Ci può fare qualche esempio di questa attività?

«Nell’ambito dell’oncologia i nostri medici ricercatori studiano l’approccio immunoterapico ai tumori polmonari in alcuni tipi di pazienti. L’obiettivo è ampliare la percentuale di pazienti in grado di trarre beneficio da queste terapie attraverso la sperimentazione di nuove combinazioni di farmaci, il cui utilizzo viene testato nelle varie fasi della malattia. Un altro ambito è quello neurologico. Qui il campo di ricerca riguarda le demenze, uno dei mali del nostro secolo. I nostri neurologi stanno conducendo uno studio internazionale chiamato Recage che coinvolge altri 12 centri distribuiti in Italia, Francia, Germania, Belgio, Svizzera, Grecia e Norvegia. Un lavoro che ha una durata di tre anni, alla fine dei quali sarà stimata l’efficacia clinica delle cure prestate su persone che presentano sintomi comportamentali e psicologici tipici della demenza».

Altri ambiti di ricerca sono il cuore e le malattie degli occhi…

«Sì, i cardiologici sono ora concentrati sullo studio della correlazione tra apnee notturne e disfunzioni cardiache. La Sindrome delle apnee ostruttive del sonno (OSAS) è risaputo sia responsabile di alcune patologie a carico di vari sistemi, oltre a quello cardiaco-circolatorio anche quelli polmonari e renali. La ricerca di Humanitas Gavazzeni riguarda nello specifico le relazioni tra fibrillazione atriale, scompenso cardiaco e OSAS in pazienti portatori di speciali pacemaker capaci di rilevare con particolare precisione il verificarsi delle apnee notturne. Gli oculisti, dal canto loro, sono al lavoro su più fronti. Il primo riguarda le maculopatie, malattie della retina legate all’età e alla presenza di diabete. Una patologia che riguarda moltissime persone: si pensa che nel 2020 nel mondo se ne registreranno addirittura 196 milioni di casi. L’attività di ricerca consiste nel trattare queste malattie in uno stadio quanto più precoce, valutando al contempo l’efficacia di nuove tecnologie e terapie antinfiammatorie, visto che recenti scoperte hanno evidenziato l’esistenza di una correlazione tra maculopatia senile e stati di infiammazione cronica».

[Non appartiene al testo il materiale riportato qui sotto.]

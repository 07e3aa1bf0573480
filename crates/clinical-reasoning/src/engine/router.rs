use std::sync::Arc;

use axum::{
    extract::State,
    http::StatusCode,
    response::{IntoResponse, Response},
    routing::{get, post},
    Json, Router,
};
use serde::{Deserialize, Serialize};
use serde_json::json;

use super::domain::{
    lenient_context, lenient_symptom_list, ConditionUrgency, FollowUpResponse, PatientContext,
    SymptomInput,
};
use super::knowledge::ConditionCategory;
use super::ClinicalReasoningEngine;

#[derive(Debug, Clone, Default, Serialize, Deserialize)]
pub struct AssessmentRequest {
    #[serde(default, deserialize_with = "lenient_symptom_list")]
    pub symptoms: Vec<SymptomInput>,
    #[serde(default, deserialize_with = "lenient_context")]
    pub context: Option<PatientContext>,
}

#[derive(Debug, Clone, Default, Serialize, Deserialize)]
pub struct AnswerBatch {
    #[serde(default)]
    pub responses: Vec<FollowUpResponse>,
}

#[derive(Debug, Clone, PartialEq, Serialize, Deserialize)]
pub struct ConditionSummary {
    pub id: String,
    pub name: String,
    pub category: ConditionCategory,
    pub urgency: ConditionUrgency,
    pub description: String,
}

/// Router exposing assessment, knowledge listing and answer validation.
pub fn assessment_router(engine: Arc<ClinicalReasoningEngine>) -> Router {
    Router::new()
        .route("/api/v1/assessments", post(assess_handler))
        .route("/api/v1/knowledge/conditions", get(conditions_handler))
        .route("/api/v1/follow-ups/answers", post(answers_handler))
        .with_state(engine)
}

pub(crate) async fn assess_handler(
    State(engine): State<Arc<ClinicalReasoningEngine>>,
    Json(request): Json<AssessmentRequest>,
) -> Response {
    let AssessmentRequest { symptoms, context } = request;
    let assessment = engine.assess_inputs(symptoms, context.as_ref());
    (StatusCode::OK, Json(assessment)).into_response()
}

pub(crate) async fn conditions_handler(
    State(engine): State<Arc<ClinicalReasoningEngine>>,
) -> Json<Vec<ConditionSummary>> {
    let summaries = engine
        .knowledge()
        .conditions()
        .iter()
        .map(|condition| ConditionSummary {
            id: condition.id.clone(),
            name: condition.name.clone(),
            category: condition.category,
            urgency: condition.urgency,
            description: condition.description.clone(),
        })
        .collect();
    Json(summaries)
}

pub(crate) async fn answers_handler(
    State(engine): State<Arc<ClinicalReasoningEngine>>,
    Json(batch): Json<AnswerBatch>,
) -> Response {
    match engine.validate_answers(&batch.responses) {
        Ok(()) => {
            let payload = json!({
                "accepted": batch.responses.len(),
                "note": "answers are recorded for display and do not change scoring",
            });
            (StatusCode::OK, Json(payload)).into_response()
        }
        Err(error) => {
            let payload = json!({
                "error": error.to_string(),
            });
            (StatusCode::UNPROCESSABLE_ENTITY, Json(payload)).into_response()
        }
    }
}
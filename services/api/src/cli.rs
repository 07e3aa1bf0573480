use crate::demo::{run_assess, run_demo, run_knowledge_validate, AssessArgs, DemoArgs, ValidateArgs};
use crate::server;
use clap::{Args, Parser, Subcommand};
use clinical_reasoning::error::AppError;

#[derive(Parser, Debug)]
#[command(
    name = "Clinical Reasoning Triage",
    about = "Run the symptom triage service or assess symptoms from the command line",
    version
)]
struct Cli {
    #[command(subcommand)]
    command: Option<Command>,
}

#[derive(Subcommand, Debug)]
enum Command {
    /// Start the HTTP service (default command)
    Serve(ServeArgs),
    /// Assess a JSON symptom file and print the result
    Assess(AssessArgs),
    /// Walk through the reference triage scenarios
    Demo(DemoArgs),
    /// Inspect knowledge-base tables
    Knowledge {
        #[command(subcommand)]
        command: KnowledgeCommand,
    },
}

#[derive(Subcommand, Debug)]
enum KnowledgeCommand {
    /// Validate a table set and print a summary
    Validate(ValidateArgs),
}

#[derive(Args, Debug, Default)]
pub(crate) struct ServeArgs {
    /// Override the configured host for the HTTP server
    #[arg(long)]
    pub(crate) host: Option<String>,
    /// Override the configured port for the HTTP server
    #[arg(long)]
    pub(crate) port: Option<u16>,
}

pub(crate) async fn run() -> Result<(), AppError> {
    let cli = Cli::parse();
    let command = cli
        .command
        .unwrap_or_else(|| Command::Serve(ServeArgs::default()));

    match command {
        Command::Serve(args) => server::run(args).await,
        Command::Assess(args) => run_assess(args),
        Command::Demo(args) => run_demo(args),
        Command::Knowledge {
            command: KnowledgeCommand::Validate(args),
        } => run_knowledge_validate(args),
    }
}
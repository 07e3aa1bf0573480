use crate::engine::domain::{
    DurationInput, DurationUnit, Onset, Progression, Severity, SymptomDuration, SymptomInput,
};
use crate::engine::intake::sanitize;

fn named(name: &str) -> SymptomInput {
    SymptomInput {
        name: name.to_string(),
        ..SymptomInput::default()
    }
}

fn with_severity(name: &str, severity: f64) -> SymptomInput {
    SymptomInput {
        severity: Some(severity),
        ..named(name)
    }
}

#[test]
fn missing_fields_take_intake_defaults() {
    let symptoms = sanitize(vec![named("  Headache ")]);

    assert_eq!(symptoms.len(), 1);
    let headache = &symptoms[0];
    assert_eq!(headache.name, "Headache");
    assert_eq!(headache.key, "headache");
    assert_eq!(headache.severity, Severity::MODAL);
    assert_eq!(headache.duration, SymptomDuration::new(1, DurationUnit::Days));
    assert_eq!(headache.progression, Progression::Stable);
    assert_eq!(headache.onset, Onset::Gradual);
    assert_eq!(headache.frequency, None);
}

#[test]
fn severity_is_rounded_and_clamped() {
    let symptoms = sanitize(vec![
        with_severity("Fever", 9.0),
        with_severity("Cough", -2.0),
        with_severity("Nausea", 3.6),
        with_severity("Rash", f64::NAN),
    ]);
    let severities: Vec<u8> = symptoms.iter().map(|s| s.severity.value()).collect();

    assert_eq!(severities, vec![5, 1, 4, 3]);
}

#[test]
fn letterless_names_are_dropped() {
    let symptoms = sanitize(vec![named(""), named("???"), named("42"), named("Cough")]);

    assert_eq!(symptoms.len(), 1);
    assert_eq!(symptoms[0].key, "cough");
}

#[test]
fn duplicates_keep_first_occurrence() {
    let symptoms = sanitize(vec![
        with_severity("Fever", 2.0),
        with_severity("fever ", 5.0),
        with_severity("FEVER", 4.0),
    ]);

    assert_eq!(symptoms.len(), 1);
    assert_eq!(symptoms[0].name, "Fever");
    assert_eq!(symptoms[0].severity.value(), 2);
}

#[test]
fn lenient_json_records_are_parsed() {
    let raw = r#"{"name":"Chest Pain","severity":4,"duration":{"value":2,"unit":"hours"},"progression":"worse","onset":"sudden","frequency":" constant "}"#;
    let input: SymptomInput = serde_json::from_str(raw).expect("valid record");
    let symptoms = sanitize(vec![input]);

    let chest = &symptoms[0];
    assert_eq!(chest.key, "chest_pain");
    assert_eq!(chest.severity.value(), 4);
    assert_eq!(chest.duration, SymptomDuration::new(2, DurationUnit::Hours));
    assert!(chest.is_worsening());
    assert!(chest.is_sudden());
    assert_eq!(chest.frequency.as_deref(), Some("constant"));
}

#[test]
fn unusable_durations_fall_back() {
    let symptoms = sanitize(vec![SymptomInput {
        duration: Some(DurationInput {
            value: Some(0.0),
            unit: Some("fortnights".to_string()),
        }),
        progression: Some("sideways".to_string()),
        ..named("Back Pain")
    }]);

    assert_eq!(symptoms[0].duration, SymptomDuration::new(1, DurationUnit::Days));
    assert_eq!(symptoms[0].progression, Progression::Stable);
}

fn parse(raw: &str) -> Vec<SymptomInput> {
    serde_json::from_str::<crate::engine::router::AssessmentRequest>(raw)
        .expect("request parses")
        .symptoms
}

#[test]
fn numeric_strings_are_accepted_as_severity() {
    let symptoms = sanitize(parse(
        r#"{"symptoms":[{"name":"Chest Pain","severity":"5"},{"name":"Cough","severity":" 2.4 "}]}"#,
    ));

    assert_eq!(symptoms[0].severity.value(), 5);
    assert_eq!(symptoms[1].severity.value(), 2);
}

#[test]
fn wrongly_typed_severity_falls_back_to_modal() {
    let symptoms = sanitize(parse(
        r#"{"symptoms":[{"name":"Fever","severity":"high"},{"name":"Rash","severity":[4]}]}"#,
    ));

    assert!(symptoms
        .iter()
        .all(|symptom| symptom.severity == Severity::MODAL));
}

#[test]
fn free_text_durations_are_parsed() {
    let symptoms = sanitize(parse(
        r#"{"symptoms":[
            {"name":"Chest Pain","duration":"1 hour"},
            {"name":"Cough","duration":"2days"},
            {"name":"Rash","duration":3},
            {"name":"Fatigue","duration":"a while"},
            {"name":"Nausea","duration":true}
        ]}"#,
    ));
    let durations: Vec<SymptomDuration> = symptoms.iter().map(|s| s.duration).collect();

    assert_eq!(
        durations,
        vec![
            SymptomDuration::new(1, DurationUnit::Hours),
            SymptomDuration::new(2, DurationUnit::Days),
            SymptomDuration::new(3, DurationUnit::Days),
            SymptomDuration::new(1, DurationUnit::Days),
            SymptomDuration::new(1, DurationUnit::Days),
        ]
    );
}

#[test]
fn null_or_non_text_names_are_dropped_without_failing_the_list() {
    let symptoms = sanitize(parse(
        r#"{"symptoms":[{"name":null,"severity":4},{"name":17},{"severity":3},{"name":"Headache","onset":5,"progression":null}]}"#,
    ));

    assert_eq!(symptoms.len(), 1);
    assert_eq!(symptoms[0].key, "headache");
    assert_eq!(symptoms[0].onset, Onset::Gradual);
    assert_eq!(symptoms[0].progression, Progression::Stable);
}

#[test]
fn bare_names_and_junk_entries_in_the_list() {
    let symptoms = sanitize(parse(r#"{"symptoms":["Sore Throat", null, 12, ["x"], {"name":"Fever"}]}"#));
    let keys: Vec<&str> = symptoms.iter().map(|s| s.key.as_str()).collect();

    assert_eq!(keys, vec!["sore_throat", "fever"]);
}

#[test]
fn malformed_context_is_dropped() {
    let request: crate::engine::router::AssessmentRequest = serde_json::from_str(
        r#"{"symptoms":[{"name":"Cough"}],"context":{"age":"fifty","history":"none"}}"#,
    )
    .expect("request parses");

    assert_eq!(request.symptoms.len(), 1);
    assert!(request.context.is_none());
}

#[test]
fn severity_labels_distinguish_every_level() {
    let labels: Vec<&str> = (1..=5u8)
        .map(|value| Severity::from_reported(Some(f64::from(value))).label())
        .collect();

    assert_eq!(
        labels,
        vec!["mild", "moderate", "severe", "very severe", "extreme"]
    );
}
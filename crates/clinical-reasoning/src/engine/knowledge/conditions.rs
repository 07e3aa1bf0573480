use super::{owned, ConditionCategory, ConditionDefinition, SymptomProfile, TemporalPattern};
use crate::engine::domain::{ConditionUrgency, Onset};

Quanto è importante la condivisione di intenti in ambito di ricerca?

«È fondamentale. Non si può prescindere dall’interdisciplinarietà e dall’applicazione di multiple competenze. Un esempio viene dalla chirurgia ortopedica e riabilitazione, che stanno mettendo in pratica proprio una grande interazione tra il mondo sanitario e quelli dell’ingegneria e dell’informatica».